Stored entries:
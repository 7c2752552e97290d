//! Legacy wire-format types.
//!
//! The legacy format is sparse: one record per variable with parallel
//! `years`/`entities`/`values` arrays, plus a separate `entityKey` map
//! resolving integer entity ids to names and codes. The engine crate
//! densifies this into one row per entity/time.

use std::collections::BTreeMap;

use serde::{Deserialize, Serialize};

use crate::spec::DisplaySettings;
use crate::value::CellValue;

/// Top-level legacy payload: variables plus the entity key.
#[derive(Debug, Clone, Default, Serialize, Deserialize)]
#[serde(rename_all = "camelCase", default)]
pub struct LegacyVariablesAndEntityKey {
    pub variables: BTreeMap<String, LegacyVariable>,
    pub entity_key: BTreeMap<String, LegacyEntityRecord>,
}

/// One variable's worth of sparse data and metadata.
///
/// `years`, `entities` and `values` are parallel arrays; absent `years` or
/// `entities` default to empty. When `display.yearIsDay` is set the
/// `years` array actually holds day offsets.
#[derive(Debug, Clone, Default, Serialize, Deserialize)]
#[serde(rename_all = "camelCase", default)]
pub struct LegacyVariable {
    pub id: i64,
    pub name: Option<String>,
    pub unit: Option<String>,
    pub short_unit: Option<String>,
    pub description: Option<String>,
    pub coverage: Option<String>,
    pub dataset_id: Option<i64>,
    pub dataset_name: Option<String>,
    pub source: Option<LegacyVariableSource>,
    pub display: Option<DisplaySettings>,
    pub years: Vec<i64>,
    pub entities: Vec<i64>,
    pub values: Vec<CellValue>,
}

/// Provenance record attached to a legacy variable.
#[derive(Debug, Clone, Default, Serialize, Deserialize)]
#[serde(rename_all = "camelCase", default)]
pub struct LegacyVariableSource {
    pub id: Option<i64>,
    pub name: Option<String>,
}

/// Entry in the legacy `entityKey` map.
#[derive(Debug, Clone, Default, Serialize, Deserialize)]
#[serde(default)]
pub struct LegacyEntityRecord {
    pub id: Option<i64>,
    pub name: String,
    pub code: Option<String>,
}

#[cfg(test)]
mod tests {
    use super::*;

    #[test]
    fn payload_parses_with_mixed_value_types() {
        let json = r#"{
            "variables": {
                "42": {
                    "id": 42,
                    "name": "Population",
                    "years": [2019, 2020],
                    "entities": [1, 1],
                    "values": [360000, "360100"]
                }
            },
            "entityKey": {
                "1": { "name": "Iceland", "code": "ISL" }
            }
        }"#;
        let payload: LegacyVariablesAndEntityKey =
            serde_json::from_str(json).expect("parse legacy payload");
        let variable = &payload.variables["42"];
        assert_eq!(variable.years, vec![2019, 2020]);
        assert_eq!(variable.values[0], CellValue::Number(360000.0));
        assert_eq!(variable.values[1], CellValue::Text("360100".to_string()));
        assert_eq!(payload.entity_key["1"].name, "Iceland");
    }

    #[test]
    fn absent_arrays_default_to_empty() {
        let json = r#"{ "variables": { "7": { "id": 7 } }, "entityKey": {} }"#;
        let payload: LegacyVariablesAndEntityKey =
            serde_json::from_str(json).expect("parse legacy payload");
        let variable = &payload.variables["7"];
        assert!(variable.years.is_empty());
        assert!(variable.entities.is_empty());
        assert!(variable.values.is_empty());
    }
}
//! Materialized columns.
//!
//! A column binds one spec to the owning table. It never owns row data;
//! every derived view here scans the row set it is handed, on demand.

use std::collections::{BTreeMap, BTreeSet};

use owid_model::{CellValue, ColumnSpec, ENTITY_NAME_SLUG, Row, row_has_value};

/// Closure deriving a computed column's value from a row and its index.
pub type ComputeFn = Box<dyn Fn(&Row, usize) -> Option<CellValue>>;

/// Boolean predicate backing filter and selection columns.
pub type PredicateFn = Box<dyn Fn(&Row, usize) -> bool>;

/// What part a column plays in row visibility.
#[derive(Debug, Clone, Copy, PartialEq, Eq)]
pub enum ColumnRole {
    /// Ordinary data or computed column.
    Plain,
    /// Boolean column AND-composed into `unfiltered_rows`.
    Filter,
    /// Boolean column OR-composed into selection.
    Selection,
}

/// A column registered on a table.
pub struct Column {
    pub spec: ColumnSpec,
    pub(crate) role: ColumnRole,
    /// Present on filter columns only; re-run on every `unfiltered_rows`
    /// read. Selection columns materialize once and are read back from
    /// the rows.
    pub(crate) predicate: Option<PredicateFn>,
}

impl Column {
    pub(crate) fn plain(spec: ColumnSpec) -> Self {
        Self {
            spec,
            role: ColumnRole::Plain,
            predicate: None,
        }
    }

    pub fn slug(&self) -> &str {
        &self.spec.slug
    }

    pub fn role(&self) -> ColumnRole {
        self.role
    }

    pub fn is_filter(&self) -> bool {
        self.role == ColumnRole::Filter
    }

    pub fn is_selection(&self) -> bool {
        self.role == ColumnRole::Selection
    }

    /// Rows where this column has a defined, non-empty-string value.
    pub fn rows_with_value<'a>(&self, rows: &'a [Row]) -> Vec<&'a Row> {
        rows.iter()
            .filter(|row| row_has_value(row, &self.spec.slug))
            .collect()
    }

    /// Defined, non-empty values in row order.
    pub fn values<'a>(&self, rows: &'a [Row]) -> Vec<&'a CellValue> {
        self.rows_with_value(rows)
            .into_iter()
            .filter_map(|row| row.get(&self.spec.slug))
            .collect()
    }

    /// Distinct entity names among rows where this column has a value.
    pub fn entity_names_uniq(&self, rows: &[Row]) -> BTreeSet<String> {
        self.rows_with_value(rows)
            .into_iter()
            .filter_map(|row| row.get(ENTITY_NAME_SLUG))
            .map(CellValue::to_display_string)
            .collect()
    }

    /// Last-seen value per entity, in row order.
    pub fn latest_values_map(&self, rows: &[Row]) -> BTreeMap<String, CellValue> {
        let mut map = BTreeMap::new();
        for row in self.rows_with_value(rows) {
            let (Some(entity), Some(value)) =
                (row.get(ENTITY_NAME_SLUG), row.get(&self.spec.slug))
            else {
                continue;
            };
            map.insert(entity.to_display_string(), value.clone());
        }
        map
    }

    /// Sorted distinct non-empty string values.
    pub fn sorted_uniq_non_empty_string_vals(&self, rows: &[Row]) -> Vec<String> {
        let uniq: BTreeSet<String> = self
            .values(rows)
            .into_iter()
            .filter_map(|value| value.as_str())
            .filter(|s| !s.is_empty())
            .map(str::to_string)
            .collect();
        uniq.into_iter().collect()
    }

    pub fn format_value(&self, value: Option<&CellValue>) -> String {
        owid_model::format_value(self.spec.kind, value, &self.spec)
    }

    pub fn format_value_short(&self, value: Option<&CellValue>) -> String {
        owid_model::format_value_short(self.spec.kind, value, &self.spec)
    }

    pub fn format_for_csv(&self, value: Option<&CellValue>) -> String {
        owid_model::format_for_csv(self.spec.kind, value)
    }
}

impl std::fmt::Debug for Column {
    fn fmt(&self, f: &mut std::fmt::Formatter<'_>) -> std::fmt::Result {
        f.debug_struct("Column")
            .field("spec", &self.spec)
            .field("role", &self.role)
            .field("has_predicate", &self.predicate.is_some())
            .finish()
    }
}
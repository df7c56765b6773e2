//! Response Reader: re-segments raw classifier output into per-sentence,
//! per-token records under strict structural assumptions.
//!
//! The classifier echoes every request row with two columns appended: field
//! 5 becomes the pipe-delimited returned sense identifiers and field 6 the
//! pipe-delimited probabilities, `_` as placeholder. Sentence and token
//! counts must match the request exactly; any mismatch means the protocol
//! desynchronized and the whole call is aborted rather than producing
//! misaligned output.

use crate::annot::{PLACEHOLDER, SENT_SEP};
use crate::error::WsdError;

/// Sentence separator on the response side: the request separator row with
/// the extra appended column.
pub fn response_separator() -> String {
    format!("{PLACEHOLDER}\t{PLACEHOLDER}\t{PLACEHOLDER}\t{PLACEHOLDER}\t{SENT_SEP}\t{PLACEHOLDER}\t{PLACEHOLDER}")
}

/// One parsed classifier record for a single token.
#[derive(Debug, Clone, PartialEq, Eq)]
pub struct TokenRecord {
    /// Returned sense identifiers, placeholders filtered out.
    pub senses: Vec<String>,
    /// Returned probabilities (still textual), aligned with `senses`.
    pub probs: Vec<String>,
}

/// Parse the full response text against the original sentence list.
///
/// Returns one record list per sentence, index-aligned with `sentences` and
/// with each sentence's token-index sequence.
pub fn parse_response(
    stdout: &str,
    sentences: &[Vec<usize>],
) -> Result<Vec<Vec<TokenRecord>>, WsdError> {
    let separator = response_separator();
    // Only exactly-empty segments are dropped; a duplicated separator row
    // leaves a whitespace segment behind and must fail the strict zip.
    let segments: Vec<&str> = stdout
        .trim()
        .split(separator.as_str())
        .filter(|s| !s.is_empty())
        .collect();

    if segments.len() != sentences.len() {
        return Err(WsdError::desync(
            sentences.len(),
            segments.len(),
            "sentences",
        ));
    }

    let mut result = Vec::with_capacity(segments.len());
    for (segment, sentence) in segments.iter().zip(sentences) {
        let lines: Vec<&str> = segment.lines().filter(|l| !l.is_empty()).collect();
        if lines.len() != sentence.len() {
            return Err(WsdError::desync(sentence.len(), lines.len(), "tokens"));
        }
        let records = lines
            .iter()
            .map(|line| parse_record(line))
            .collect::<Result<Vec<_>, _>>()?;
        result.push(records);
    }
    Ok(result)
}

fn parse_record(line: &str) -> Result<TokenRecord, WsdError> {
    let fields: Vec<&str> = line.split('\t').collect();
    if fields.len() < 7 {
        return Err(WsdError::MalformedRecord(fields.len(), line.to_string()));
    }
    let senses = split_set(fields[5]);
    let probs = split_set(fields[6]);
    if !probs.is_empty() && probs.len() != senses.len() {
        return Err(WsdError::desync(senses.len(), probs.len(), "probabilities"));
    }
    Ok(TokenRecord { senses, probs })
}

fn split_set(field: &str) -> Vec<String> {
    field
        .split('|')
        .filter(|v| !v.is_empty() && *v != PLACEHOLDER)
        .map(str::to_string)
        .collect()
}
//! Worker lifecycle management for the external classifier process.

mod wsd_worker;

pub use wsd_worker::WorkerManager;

> **TRY IT**
The lines above starting at the one that contains "pub fn format_value(&self, value: Option<&CellValue>)" and ending at the one that contains "fn fmt(&self, f: &mut" must be transcribed exactly, and no other lines may appear.

> **RESULT FOR THIS EXERCISE**
    pub fn format_value(&self, value: Option<&CellValue>) -> String {
        owid_model::format_value(self.spec.kind, value, &self.spec)
    }

    pub fn format_value_short(&self, value: Option<&CellValue>) -> String {
        owid_model::format_value_short(self.spec.kind, value, &self.spec)
    }

    pub fn format_for_csv(&self, value: Option<&CellValue>) -> String {
        owid_model::format_for_csv(self.spec.kind, value)
    }
}

impl std::fmt::Debug for Column {
    fn fmt(&self, f: &mut std::fmt::Formatter<'_>) -> std::fmt::Result {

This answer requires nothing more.